Description
Male has olive-brown body and head crest, pale gray breast and throat, yellow abdomen, long rufous tail, and cinnamon wings with white wing bars (illustrated in NGS 1987). Measurements: length, 32.4-35.6 cm; mass, 28-42.5 g. Female is similar but may be duller. Immature/fledgling patterns are similar to the adult, colors may be duller.
NEST: bulky mass of twigs, leaves, hair, feathers, bark fibers, rope, or other trash; almost always includes cast-off snakeskin or cellophane pieces; a small cup for the eggs is formed in the trashy surroundings; lined with finer material and feathers.
EGGS: creamy-white, yellowish, or pinkish-white; marked with dark brown and purple, scratches, lines, streaks or blotches; markings are sometimes concentrated at one end, may almost obliterate ground color, or may be as fine hairlines, as if drawn by a pen. See Terres (1980), Harrison (1975), and Bent (1942).
Diagnostic Characteristics
Similar to western kingbird (TYRANNUS VERTICALIS), but kingbird has a longer, black tail, less conspicuous crest, and lacks the white wingbars (Terres 1980, Bent 1942).
Habitat
BREEDING: deciduous (mainly), mixed, or pine woodland or somewhat open forest (Hamel et al. 1982, Hamel 1992), parks, orchards, wooded residential areas, areas of scattered trees in cultivated regions, clearings and edges of wooded areas, and swamps. Frequents upper levels of trees. Research on canopy selection and flight length indicates a preference for open canopies where unhampered foraging flights can occur (Via 1979). Preferred perches are tall trees, but may also be found on utility lines and short shrub-like growth in recent clearcuts (Via 1979). Nests in natural cavity or old woodpecker hole in live or dead tree, average of 3-6 m above ground; also in bird box, pipe or similar cavity.
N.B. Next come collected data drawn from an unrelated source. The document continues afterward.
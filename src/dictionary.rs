// Telepress - Template-based telemetry compression
// Copyright (c) 2025 David Martin Venti
//
// Dual-licensed under AGPL-3.0 and Commercial License.
// See LICENSE file for details.

//! Template dictionary
//!
//! A bounded, per-device collection of representative windows. Lookups are
//! a linear scan: capacities are small (tens of templates) and the scan
//! keeps the nearest-template answer easy to audit.
//!
//! Eviction only removes a template from future matching. Its id is never
//! handed out again, and the persisted copy stays readable for
//! reconstruction of records that cite it. Templates leave either under
//! capacity pressure or, with `max_idle_ms` set, after going unmatched
//! for too long.

use serde::{Deserialize, Serialize};

use crate::config::CodecConfig;
use crate::distance::DistanceMetric;
use crate::error::{DictionaryError, Result};
use crate::record::Template;
use crate::sample::{DeviceId, TemplateId, Window};

/// Strategy used to pick the template to drop when the dictionary is full
#[derive(Debug, Clone, Copy, PartialEq, Eq, Hash, Default, Serialize, Deserialize)]
#[serde(rename_all = "snake_case")]
pub enum EvictionPolicy {
    /// Lowest match count, ties broken by oldest last match
    #[default]
    LfuAging,
    /// Oldest last match
    Lru,
    /// Oldest creation
    Fifo,
}

impl EvictionPolicy {
    /// Pick the victim among `templates`
    ///
    /// Remaining ties are broken by the lowest template id so that the
    /// choice is deterministic.
    pub fn select_victim<'a, I>(&self, templates: I) -> Option<TemplateId>
    where
        I: IntoIterator<Item = &'a Template>,
    {
        let iter = templates.into_iter();
        let victim = match self {
            EvictionPolicy::LfuAging => {
                iter.min_by_key(|t| (t.match_count, t.last_matched_at, t.id))
            }
            EvictionPolicy::Lru => iter.min_by_key(|t| (t.last_matched_at, t.id)),
            EvictionPolicy::Fifo => iter.min_by_key(|t| (t.created_at, t.id)),
        };
        victim.map(|t| t.id)
    }
}

/// Outcome of admitting a window into the dictionary
#[derive(Debug, Clone, PartialEq)]
pub struct Admission {
    /// Id of the new template
    pub template_id: TemplateId,
    /// Template removed to make room, if the dictionary was full
    pub evicted: Option<Template>,
    /// Templates retired for being idle longer than `max_idle_ms`
    pub expired: Vec<Template>,
}

/// Bounded set of templates for one device
#[derive(Debug, Clone)]
pub struct TemplateDictionary {
    device_id: DeviceId,
    window_len: usize,
    capacity: usize,
    policy: EvictionPolicy,
    metric: DistanceMetric,
    max_idle_ms: Option<u64>,
    templates: Vec<Template>,
    next_id: TemplateId,
}

impl TemplateDictionary {
    /// Create an empty dictionary
    pub fn new(device_id: DeviceId, config: &CodecConfig) -> Self {
        Self {
            device_id,
            window_len: config.window_len,
            capacity: config.capacity.max(1),
            policy: config.eviction,
            metric: config.metric,
            max_idle_ms: config.max_idle_ms,
            templates: Vec::with_capacity(config.capacity),
            next_id: 0,
        }
    }

    /// Rebuild a dictionary from persisted active templates
    ///
    /// Templates whose length no longer matches the configured window are
    /// skipped. If more templates than `capacity` remain, the policy trims
    /// the excess. `next_id` is raised past every known id.
    pub fn restore(
        device_id: DeviceId,
        config: &CodecConfig,
        templates: Vec<Template>,
        next_id: TemplateId,
    ) -> (Self, Vec<Template>) {
        let mut dict = Self::new(device_id, config);
        dict.next_id = templates
            .iter()
            .map(|t| t.id.saturating_add(1))
            .fold(next_id, TemplateId::max);
        dict.templates = templates
            .into_iter()
            .filter(|t| t.window.len() == dict.window_len)
            .collect();
        dict.templates.sort_by_key(|t| t.id);

        let mut dropped = Vec::new();
        while dict.templates.len() > dict.capacity {
            match dict.remove_victim() {
                Some(t) => dropped.push(t),
                None => break,
            }
        }
        (dict, dropped)
    }

    /// Device owning this dictionary
    pub fn device_id(&self) -> &DeviceId {
        &self.device_id
    }

    /// Number of active templates
    pub fn len(&self) -> usize {
        self.templates.len()
    }

    /// Whether no template is active
    pub fn is_empty(&self) -> bool {
        self.templates.is_empty()
    }

    /// Maximum number of active templates
    pub fn capacity(&self) -> usize {
        self.capacity
    }

    /// Id the next admitted template will receive
    pub fn next_id(&self) -> TemplateId {
        self.next_id
    }

    /// Eviction policy in use
    pub fn policy(&self) -> EvictionPolicy {
        self.policy
    }

    /// Look up an active template
    pub fn get(&self, id: TemplateId) -> Option<&Template> {
        self.templates.iter().find(|t| t.id == id)
    }

    /// Iterate over active templates in admission order
    pub fn iter(&self) -> impl Iterator<Item = &Template> {
        self.templates.iter()
    }

    /// Nearest active template to `window` and its distance
    ///
    /// Fails with `EmptyDictionary` when no template exists yet. On equal
    /// distances the earliest admitted template wins.
    pub fn find_nearest(&self, window: &Window) -> Result<(TemplateId, f64)> {
        let mut best: Option<(TemplateId, f64)> = None;
        for template in &self.templates {
            let d = self
                .metric
                .distance(window.values(), template.window.values())?;
            if best.map_or(true, |(_, best_d)| d < best_d) {
                best = Some((template.id, d));
            }
        }
        best.ok_or_else(|| {
            DictionaryError::EmptyDictionary {
                device: self.device_id.clone(),
            }
            .into()
        })
    }

    /// Insert `window` as a new template
    ///
    /// Idle templates expire first; if the dictionary is still at capacity
    /// the policy evicts one more.
    pub fn admit(&mut self, window: Window, now: u64) -> Result<Admission> {
        if window.len() != self.window_len {
            return Err(DictionaryError::WindowLength {
                expected: self.window_len,
                actual: window.len(),
            }
            .into());
        }

        let expired = self.expire_idle(now);
        let evicted = if self.templates.len() >= self.capacity {
            self.remove_victim()
        } else {
            None
        };
        if let Some(victim) = &evicted {
            log::debug!(
                "device {}: evicted template {} (matches {}, last matched {})",
                self.device_id,
                victim.id,
                victim.match_count,
                victim.last_matched_at
            );
        }

        let template_id = self.next_id;
        self.next_id += 1;
        self.templates
            .push(Template::new(template_id, self.device_id.clone(), window, now));

        Ok(Admission {
            template_id,
            evicted,
            expired,
        })
    }

    /// Remove templates last matched more than `max_idle_ms` before `now`
    pub fn expire_idle(&mut self, now: u64) -> Vec<Template> {
        let Some(max_idle) = self.max_idle_ms else {
            return Vec::new();
        };
        let (expired, active): (Vec<Template>, Vec<Template>) =
            std::mem::take(&mut self.templates)
                .into_iter()
                .partition(|t| now.saturating_sub(t.last_matched_at) > max_idle);
        self.templates = active;
        for t in &expired {
            log::debug!(
                "device {}: template {} expired (last matched {}, now {})",
                self.device_id,
                t.id,
                t.last_matched_at,
                now
            );
        }
        expired
    }

    /// Count a match against template `id` at time `at`
    pub fn record_match(&mut self, id: TemplateId, at: u64) {
        if let Some(t) = self.templates.iter_mut().find(|t| t.id == id) {
            t.match_count += 1;
            t.last_matched_at = t.last_matched_at.max(at);
        }
    }

    fn remove_victim(&mut self) -> Option<Template> {
        let victim = self.policy.select_victim(&self.templates)?;
        let pos = self.templates.iter().position(|t| t.id == victim)?;
        Some(self.templates.remove(pos))
    }
}

#[cfg(test)]
mod tests {
    use super::*;
    use crate::error::TelepressError;

    fn dict(capacity: usize, policy: EvictionPolicy) -> TemplateDictionary {
        let config = CodecConfig {
            eviction: policy,
            ..CodecConfig::with_window(4, capacity)
        };
        TemplateDictionary::new(DeviceId::from("d1"), &config)
    }

    fn w(v: f64) -> Window {
        Window::new(vec![v; 4])
    }

    #[test]
    fn test_empty_dictionary() {
        let d = dict(2, EvictionPolicy::LfuAging);
        let err = d.find_nearest(&w(1.0)).unwrap_err();
        assert!(matches!(
            err,
            TelepressError::Dictionary(DictionaryError::EmptyDictionary { .. })
        ));
    }

    #[test]
    fn test_find_nearest() {
        let mut d = dict(4, EvictionPolicy::LfuAging);
        let a = d.admit(w(1.0), 0).unwrap().template_id;
        let b = d.admit(w(9.0), 1).unwrap().template_id;

        let (id, dist) = d.find_nearest(&w(1.0)).unwrap();
        assert_eq!(id, a);
        assert_eq!(dist, 0.0);

        let (id, _) = d.find_nearest(&w(8.0)).unwrap();
        assert_eq!(id, b);
    }

    #[test]
    fn test_wrong_window_length() {
        let mut d = dict(2, EvictionPolicy::LfuAging);
        assert!(d.admit(Window::new(vec![1.0; 3]), 0).is_err());
        d.admit(w(1.0), 0).unwrap();
        let err = d.find_nearest(&Window::new(vec![1.0; 3])).unwrap_err();
        assert!(matches!(err, TelepressError::Distance(_)));
    }

    #[test]
    fn test_capacity_never_exceeded() {
        let mut d = dict(3, EvictionPolicy::LfuAging);
        for i in 0..20 {
            d.admit(w(i as f64), i).unwrap();
            assert!(d.len() <= 3);
        }
        assert_eq!(d.len(), 3);
        assert_eq!(d.next_id(), 20);
    }

    #[test]
    fn test_lfu_evicts_least_matched() {
        let mut d = dict(2, EvictionPolicy::LfuAging);
        let t1 = d.admit(w(1.0), 0).unwrap().template_id;
        let t2 = d.admit(w(9.0), 1).unwrap().template_id;
        d.record_match(t1, 2);

        let admission = d.admit(w(5.0), 3).unwrap();
        assert_eq!(admission.evicted.map(|t| t.id), Some(t2));
        assert!(d.get(t1).is_some());
        assert_eq!(d.len(), 2);
    }

    #[test]
    fn test_lfu_tie_breaks_by_oldest_match() {
        let mut d = dict(2, EvictionPolicy::LfuAging);
        let t1 = d.admit(w(1.0), 0).unwrap().template_id;
        let t2 = d.admit(w(9.0), 1).unwrap().template_id;
        d.record_match(t1, 10);
        d.record_match(t2, 5);

        let admission = d.admit(w(5.0), 11).unwrap();
        assert_eq!(admission.evicted.map(|t| t.id), Some(t2));
    }

    #[test]
    fn test_lru_and_fifo() {
        let mut lru = dict(2, EvictionPolicy::Lru);
        let a = lru.admit(w(1.0), 0).unwrap().template_id;
        let b = lru.admit(w(2.0), 1).unwrap().template_id;
        lru.record_match(a, 5);
        assert_eq!(lru.admit(w(3.0), 6).unwrap().evicted.map(|t| t.id), Some(b));

        let mut fifo = dict(2, EvictionPolicy::Fifo);
        let a = fifo.admit(w(1.0), 0).unwrap().template_id;
        fifo.admit(w(2.0), 1).unwrap();
        fifo.record_match(a, 5);
        assert_eq!(fifo.admit(w(3.0), 6).unwrap().evicted.map(|t| t.id), Some(a));
    }

    #[test]
    fn test_record_match_updates_stats() {
        let mut d = dict(2, EvictionPolicy::LfuAging);
        let id = d.admit(w(1.0), 100).unwrap().template_id;
        d.record_match(id, 200);
        d.record_match(id, 150);
        let t = d.get(id).unwrap();
        assert_eq!(t.match_count, 2);
        assert_eq!(t.last_matched_at, 200);

        // Unknown ids are ignored
        d.record_match(99, 300);
    }

    #[test]
    fn test_idle_templates_expire_below_capacity() {
        let config = CodecConfig {
            max_idle_ms: Some(1_000),
            ..CodecConfig::with_window(4, 8)
        };
        let mut d = TemplateDictionary::new(DeviceId::from("d1"), &config);
        let stale = d.admit(w(1.0), 0).unwrap().template_id;
        let busy = d.admit(w(5.0), 100).unwrap().template_id;
        d.record_match(busy, 1_500);

        // Stale is 1_200 ms idle; busy was matched after `now`
        let admission = d.admit(w(9.0), 1_200).unwrap();
        assert_eq!(admission.evicted, None);
        let expired: Vec<TemplateId> = admission.expired.iter().map(|t| t.id).collect();
        assert_eq!(expired, vec![stale]);
        assert!(d.get(stale).is_none());
        assert!(d.get(busy).is_some());
        assert_eq!(d.len(), 2);
        assert_eq!(d.next_id(), 3);
    }

    #[test]
    fn test_expiry_disabled_by_default() {
        let mut d = dict(8, EvictionPolicy::LfuAging);
        d.admit(w(1.0), 0).unwrap();
        let admission = d.admit(w(9.0), u64::MAX).unwrap();
        assert!(admission.expired.is_empty());
        assert_eq!(d.len(), 2);
    }

    #[test]
    fn test_expiry_frees_room_before_eviction() {
        let config = CodecConfig {
            max_idle_ms: Some(10),
            ..CodecConfig::with_window(4, 2)
        };
        let mut d = TemplateDictionary::new(DeviceId::from("d1"), &config);
        let old = d.admit(w(1.0), 0).unwrap().template_id;
        let recent = d.admit(w(5.0), 95).unwrap().template_id;

        let admission = d.admit(w(9.0), 100).unwrap();
        assert_eq!(admission.expired.len(), 1);
        assert_eq!(admission.expired[0].id, old);
        assert_eq!(admission.evicted, None);
        assert!(d.get(recent).is_some());
    }

    #[test]
    fn test_restore_trims_and_advances_ids() {
        let config = CodecConfig::with_window(4, 2);
        let device = DeviceId::from("d1");
        let templates = (0..3)
            .map(|i| Template::new(i * 2, device.clone(), w(i as f64), i as u64))
            .collect();

        let (d, dropped) = TemplateDictionary::restore(device, &config, templates, 0);
        assert_eq!(d.len(), 2);
        assert_eq!(dropped.len(), 1);
        assert_eq!(dropped[0].id, 0);
        assert_eq!(d.next_id(), 5);
    }
}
Morrison (1988) suggested a preference for nestboxes that are hung from trees as opposed to stationary boxes; the former may be less likely to be used by starlings.
NON-BREEDING: prefers habitat similar to that used in breeding season (Hamel et al. 1982, Hamel 1992). Found mostly in lowland forest, woodland (AOU 1983), and humid to semiarid forest and edge (Howell and Webb 1995). In Colombia: humid forest borders, shrubby clearings, and second growth, occasionally canopy of undisturbed forest (Hilty and Brown 1986). In migration, found generally in wooded habitats (Howell and Webb 1995).
Ecology
Via (1979) compared habitat structure and foraging tactics of flycatchers in southwestern Virginia. His findings suggest that uniform forest types could harbor multiple species of flycatchers. Utilization of different habitat features may assist in segregation of overlapping territories. These segregating features include: vertical stratification of perches; habitat preference based on substrate diversity; and foraging tactics that exploit available resources. Longer foraging flights appear to segregate the great crested from other flycatchers. These foraging flights are associated with capture of larger prey.
May hold individual territory in winter (Stiles and Skutch 1989).
Reproduction
Males closely follow and may guard their mates during the fertile period (MacDougall-Shackleton and Robertson 1995). Taylor and Kershner (1991) reported that females build the nests. However, other reports indicate varying degrees of male assistance (Harrison 1975, Bent 1942). Nest building can take as long as two weeks. In central Florida, clutches were initiated from mid-April to early June, the latest clutches being renesting attempts by birds whose first nest was destroyed (Taylor and Kershner 1991). Clutch size is 4-8 (usually 5-6). Incubation, by female, lasts 13-15 days. Female broods hatchlings for 6 days. Young are tended by both parents (Morrison 1988), leave nest at 13-15 days (Taylor and Kershner 1991) or 12-18 days. Family group stays together for at least a few weeks after young fledge (Taylor and Kershner 1991, Terres 1980, Harrison 1975, Bent 1942). Taylor and Kershner (1991) reported one brood per season.